The Miami Dolphins Are Officially…On the Clock
By Brian Miller
It was another blow out loss, another to a division rival, and when it seemed that the defense could force turnovers, the offense proved they couldn’t get it into the end zone. Now, 15 games into the season, the Miami Dolphins are officially on the clock.
March will bring free agency and an expected cap number that could fall somewhere between 20 and 30 million in spendable room…and that is before some players inevitably have their contracts terminated. The draft will follow a long month and a half later at the end of April. Peppered in between? Pro-days and the combine. Yet for all intent and purpose, the real changes start the day after Christmas when Bill Parcells reports for his first day on the job.
Speculation runs rampant as to whether head coach Cam Cameron and/or GM Randy Mueller will have a job a week later. Parcells is expected to examine the issues that he has to deal with. There is a lot more that will happen than just the preparation for the first pick in the 2008 draft. Player will be evaluated, film will be watched and a decision on the two men at top will be made.
In all fairness, I like Cam Cameron. I see a rookie coach who makes rookie mistakes. I see a rookie coach who was handed the worst possible personnel to work with in his first season. I see a rookie coach who has a system but no players talented enough to make it work even to a simple degree. A week after winning his first game, the real issues became evident and clear. Something needs to be changed.
The Dolphins lost. We all know that. To a better team. Still, the Dolphins had their shots. One touchdown was never going to be enough. Two failed opportunities within the 10 yard line was a 14 point difference. Sure the Patriots likely would have driven it down our throats, but with scoring comes confidence and with confidence anything can happen.

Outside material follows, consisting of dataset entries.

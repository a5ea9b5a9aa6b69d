use facecheck_core::codec::DecodeLimits;
use facecheck_core::{DistanceMetric, FaceVerifier, PresenceParams, ServiceSettings};
use serde::Deserialize;
use std::path::{Path, PathBuf};
use std::str::FromStr;
use std::time::Duration;
use thiserror::Error;

#[derive(Error, Debug)]
pub enum ConfigError {
    #[error("cannot read config file {path}: {source}")]
    Read {
        path: PathBuf,
        source: std::io::Error,
    },
    #[error("invalid config file {path}: {source}")]
    Parse {
        path: PathBuf,
        source: toml::de::Error,
    },
    #[error("invalid value for {key}: {value:?}")]
    InvalidValue { key: String, value: String },
    #[error("{0}")]
    Invalid(String),
}

/// Which message bus the daemon registers on.
#[derive(Debug, Clone, Copy, PartialEq, Eq, Default, Deserialize)]
#[serde(rename_all = "lowercase")]
pub enum BusKind {
    #[default]
    Session,
    System,
}

impl FromStr for BusKind {
    type Err = String;

    fn from_str(s: &str) -> Result<Self, Self::Err> {
        match s.to_ascii_lowercase().as_str() {
            "session" => Ok(BusKind::Session),
            "system" => Ok(BusKind::System),
            other => Err(format!("unknown bus '{other}'")),
        }
    }
}

/// Daemon configuration: defaults, then the TOML file named by
/// `FACECHECK_CONFIG`, then `FACECHECK_*` environment variables.
#[derive(Debug, Clone, PartialEq)]
pub struct Config {
    /// Directory containing ONNX model files.
    pub model_dir: PathBuf,
    /// Directory holding stored reference images.
    pub reference_dir: PathBuf,
    pub bus: BusKind,
    /// Minimum SCRFD score for a detection to count.
    pub detector_confidence: f32,
    pub distance_metric: DistanceMetric,
    /// Decision boundary; defaults to the metric's ArcFace threshold.
    pub match_threshold: f32,
    pub presence_scale_factor: f32,
    pub presence_min_neighbors: usize,
    pub presence_min_size: u32,
    pub reference_height: u32,
    pub reference_quality: u8,
    pub max_image_dimension: u32,
    /// Timeout in seconds for one engine round-trip.
    pub request_timeout_secs: u64,
    /// Set once a file or env layer names `match_threshold`; a later metric
    /// change then keeps it instead of falling back to the metric default.
    threshold_explicit: bool,
}

/// Mirror of `Config` where every key is optional, as read from TOML.
#[derive(Debug, Default, Deserialize)]
#[serde(default, deny_unknown_fields)]
struct FileConfig {
    model_dir: Option<PathBuf>,
    reference_dir: Option<PathBuf>,
    bus: Option<BusKind>,
    detector_confidence: Option<f32>,
    distance_metric: Option<DistanceMetric>,
    match_threshold: Option<f32>,
    presence_scale_factor: Option<f32>,
    presence_min_neighbors: Option<usize>,
    presence_min_size: Option<u32>,
    reference_height: Option<u32>,
    reference_quality: Option<u8>,
    max_image_dimension: Option<u32>,
    request_timeout_secs: Option<u64>,
}

fn data_dir() -> PathBuf {
    std::env::var("XDG_DATA_HOME")
        .map(PathBuf::from)
        .unwrap_or_else(|_| {
            let home = std::env::var("HOME").unwrap_or_else(|_| "/tmp".to_string());
            PathBuf::from(home).join(".local/share")
        })
        .join("facecheck")
}

impl Default for Config {
    fn default() -> Self {
        let data_dir = data_dir();
        let metric = DistanceMetric::default();
        let presence = PresenceParams::default();
        let settings = ServiceSettings::default();
        Self {
            model_dir: data_dir.join("models"),
            reference_dir: data_dir.join("references"),
            bus: BusKind::default(),
            detector_confidence: facecheck_core::detector::SCRFD_CONFIDENCE_THRESHOLD,
            distance_metric: metric,
            match_threshold: metric.default_threshold(),
            presence_scale_factor: presence.scale_factor,
            presence_min_neighbors: presence.min_neighbors,
            presence_min_size: presence.min_size,
            reference_height: settings.reference_height,
            reference_quality: settings.reference_quality,
            max_image_dimension: settings.decode_limits.max_dimension,
            request_timeout_secs: 10,
            threshold_explicit: false,
        }
    }
}

impl Config {
    /// Load from the process environment.
    pub fn load() -> Result<Self, ConfigError> {
        let mut config = Self::default();
        if let Ok(path) = std::env::var("FACECHECK_CONFIG") {
            config.merge_file(Path::new(&path))?;
        }
        config.merge_env(|key| std::env::var(key).ok())?;
        config.validate()?;
        Ok(config)
    }

    fn merge_file(&mut self, path: &Path) -> Result<(), ConfigError> {
        let text = std::fs::read_to_string(path).map_err(|source| ConfigError::Read {
            path: path.to_path_buf(),
            source,
        })?;
        self.merge_toml(&text).map_err(|source| ConfigError::Parse {
            path: path.to_path_buf(),
            source,
        })?;
        tracing::debug!(path = %path.display(), "config file applied");
        Ok(())
    }

    fn merge_toml(&mut self, text: &str) -> Result<(), toml::de::Error> {
        let file: FileConfig = toml::from_str(text)?;

        if let Some(v) = file.model_dir {
            self.model_dir = v;
        }
        if let Some(v) = file.reference_dir {
            self.reference_dir = v;
        }
        if let Some(v) = file.bus {
            self.bus = v;
        }
        if let Some(v) = file.detector_confidence {
            self.detector_confidence = v;
        }
        if let Some(v) = file.match_threshold {
            self.match_threshold = v;
            self.threshold_explicit = true;
        }
        if let Some(v) = file.distance_metric {
            self.set_metric(v);
        }
        if let Some(v) = file.presence_scale_factor {
            self.presence_scale_factor = v;
        }
        if let Some(v) = file.presence_min_neighbors {
            self.presence_min_neighbors = v;
        }
        if let Some(v) = file.presence_min_size {
            self.presence_min_size = v;
        }
        if let Some(v) = file.reference_height {
            self.reference_height = v;
        }
        if let Some(v) = file.reference_quality {
            self.reference_quality = v;
        }
        if let Some(v) = file.max_image_dimension {
            self.max_image_dimension = v;
        }
        if let Some(v) = file.request_timeout_secs {
            self.request_timeout_secs = v;
        }
        Ok(())
    }

    fn set_metric(&mut self, metric: DistanceMetric) {
        self.distance_metric = metric;
        if !self.threshold_explicit {
            self.match_threshold = metric.default_threshold();
        }
    }

    /// Overlay `FACECHECK_*` variables supplied by `lookup`.
    fn merge_env(&mut self, lookup: impl Fn(&str) -> Option<String>) -> Result<(), ConfigError> {
        if let Some(v) = lookup("FACECHECK_MODEL_DIR") {
            self.model_dir = PathBuf::from(v);
        }
        if let Some(v) = lookup("FACECHECK_REFERENCE_DIR") {
            self.reference_dir = PathBuf::from(v);
        }
        env_parse(&lookup, "FACECHECK_BUS", &mut self.bus)?;
        env_parse(&lookup, "FACECHECK_DETECTOR_CONFIDENCE", &mut self.detector_confidence)?;
        if env_parse(&lookup, "FACECHECK_MATCH_THRESHOLD", &mut self.match_threshold)? {
            self.threshold_explicit = true;
        }
        let mut metric = self.distance_metric;
        if env_parse(&lookup, "FACECHECK_DISTANCE_METRIC", &mut metric)? {
            self.set_metric(metric);
        }
        env_parse(&lookup, "FACECHECK_PRESENCE_SCALE_FACTOR", &mut self.presence_scale_factor)?;
        env_parse(&lookup, "FACECHECK_PRESENCE_MIN_NEIGHBORS", &mut self.presence_min_neighbors)?;
        env_parse(&lookup, "FACECHECK_PRESENCE_MIN_SIZE", &mut self.presence_min_size)?;
        env_parse(&lookup, "FACECHECK_REFERENCE_HEIGHT", &mut self.reference_height)?;
        env_parse(&lookup, "FACECHECK_REFERENCE_QUALITY", &mut self.reference_quality)?;
        env_parse(&lookup, "FACECHECK_MAX_IMAGE_DIMENSION", &mut self.max_image_dimension)?;
        env_parse(&lookup, "FACECHECK_REQUEST_TIMEOUT_SECS", &mut self.request_timeout_secs)?;
        Ok(())
    }

    pub fn validate(&self) -> Result<(), ConfigError> {
        if self.presence_scale_factor.is_nan() || self.presence_scale_factor <= 1.0 {
            return Err(ConfigError::Invalid(format!(
                "presence_scale_factor must be greater than 1.0, got {}",
                self.presence_scale_factor
            )));
        }
        if self.reference_quality > 100 {
            return Err(ConfigError::Invalid(format!(
                "reference_quality must be within 0..=100, got {}",
                self.reference_quality
            )));
        }
        if self.reference_height == 0 || self.max_image_dimension == 0 {
            return Err(ConfigError::Invalid(
                "reference_height and max_image_dimension must be non-zero".into(),
            ));
        }
        if !(0.0..=1.0).contains(&self.detector_confidence) {
            return Err(ConfigError::Invalid(format!(
                "detector_confidence must be within 0..=1, got {}",
                self.detector_confidence
            )));
        }
        if !self.match_threshold.is_finite() || self.match_threshold < 0.0 {
            return Err(ConfigError::Invalid(format!(
                "match_threshold must be a non-negative number, got {}",
                self.match_threshold
            )));
        }
        if self.request_timeout_secs == 0 {
            return Err(ConfigError::Invalid("request_timeout_secs must be non-zero".into()));
        }
        Ok(())
    }

    /// Path to the SCRFD detection model.
    pub fn scrfd_model_path(&self) -> String {
        self.model_dir
            .join(facecheck_core::SCRFD_MODEL_FILE)
            .to_string_lossy()
            .into_owned()
    }

    /// Path to the ArcFace recognition model.
    pub fn arcface_model_path(&self) -> String {
        self.model_dir
            .join(facecheck_core::ARCFACE_MODEL_FILE)
            .to_string_lossy()
            .into_owned()
    }

    pub fn request_timeout(&self) -> Duration {
        Duration::from_secs(self.request_timeout_secs)
    }

    pub fn verifier(&self) -> FaceVerifier {
        FaceVerifier::new(self.distance_metric, self.match_threshold)
    }

    pub fn service_settings(&self) -> ServiceSettings {
        ServiceSettings {
            decode_limits: DecodeLimits {
                max_dimension: self.max_image_dimension,
            },
            presence: PresenceParams {
                scale_factor: self.presence_scale_factor,
                min_neighbors: self.presence_min_neighbors,
                min_size: self.presence_min_size,
            },
            reference_height: self.reference_height,
            reference_quality: self.reference_quality,
        }
    }
}

/// Parse `key` into `slot` when set. Returns whether the variable was present.
fn env_parse<T: FromStr>(
    lookup: &impl Fn(&str) -> Option<String>,
    key: &str,
    slot: &mut T,
) -> Result<bool, ConfigError> {
    let Some(value) = lookup(key) else {
        return Ok(false);
    };
    *slot = value.trim().parse().map_err(|_| ConfigError::InvalidValue {
        key: key.to_string(),
        value: value.clone(),
    })?;
    Ok(true)
}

1st and goal with 1:17 left in the half and Cameron orders a spike to stop the clock. 3 plays later and with 17 seconds left the Patriots have the ball. This is not bad clock management from a rookie coach, this is just bad and all season long I have cared less. I do not care now simply because it was against the Patriots, I care now, because it really is inexcusable. Still, the argument can be made about the players that he has to work with. Is Cleo Lemon really a guy who can come up to the line in a situation like that and be able to execute 4 plays? In reality, it doesn’t matter. I have said from day 1, coach your system, if the players can’t execute it, then get the players that will. Cam Cameron was not coaching his system yesterday, in fact, I really am not sure what he was coaching.
4th and goal, 4th quarter. Lemon has an easy touchdown at the right front corner of the end-zone. A real QB would lower a shoulder and take the hit at the goal line, Cleo Lemon puts the ball in his outside hand and goes out of bounds at the pylon. This is the QB that Miami has, this is the talent they are surrounded by. This is what a rookie head coach has had to deal with all year, yet Cameron has not found a way to motivate that kind of talent. Is it even possible? Who knows, but it is the job of the HC to do it.
Cameron is not absolved of any responsibility, there is no such thing in the NFL. There are excuses, but we all know what excuses are….everyone has them. Cameron may or may not be fired by Parcells. His coaching direction will likely be at the center of the first few days of Parcells tenure. Bill will watch how he prepares the team, practices the team, talks to the team. Bill will then ask if his style was any different than last week or the week before. Bill will then decide Cameron’s’ future, if it hasn’t been already.
If Cameron stays, then changes must be made elsewhere. This is not a good football team and although youth is visible everywhere, like the coaching from top of the chain, little improvement is being made. Ted Ginn? Who knows, Dolphins QB’s have only thrown down field to him a few times. John Beck? Who knows, it was never the plan of Cameron to play him at all this year. So many questions, very few answers.
As the final week of the regular season and the Miami Dolphins season winds down, the Miami Dolphins may be looking for both a new Head Coach and a new General Manager. Then, Bill Parcells and whoever is staffed below him, can start working on what to do with that number 1 pick.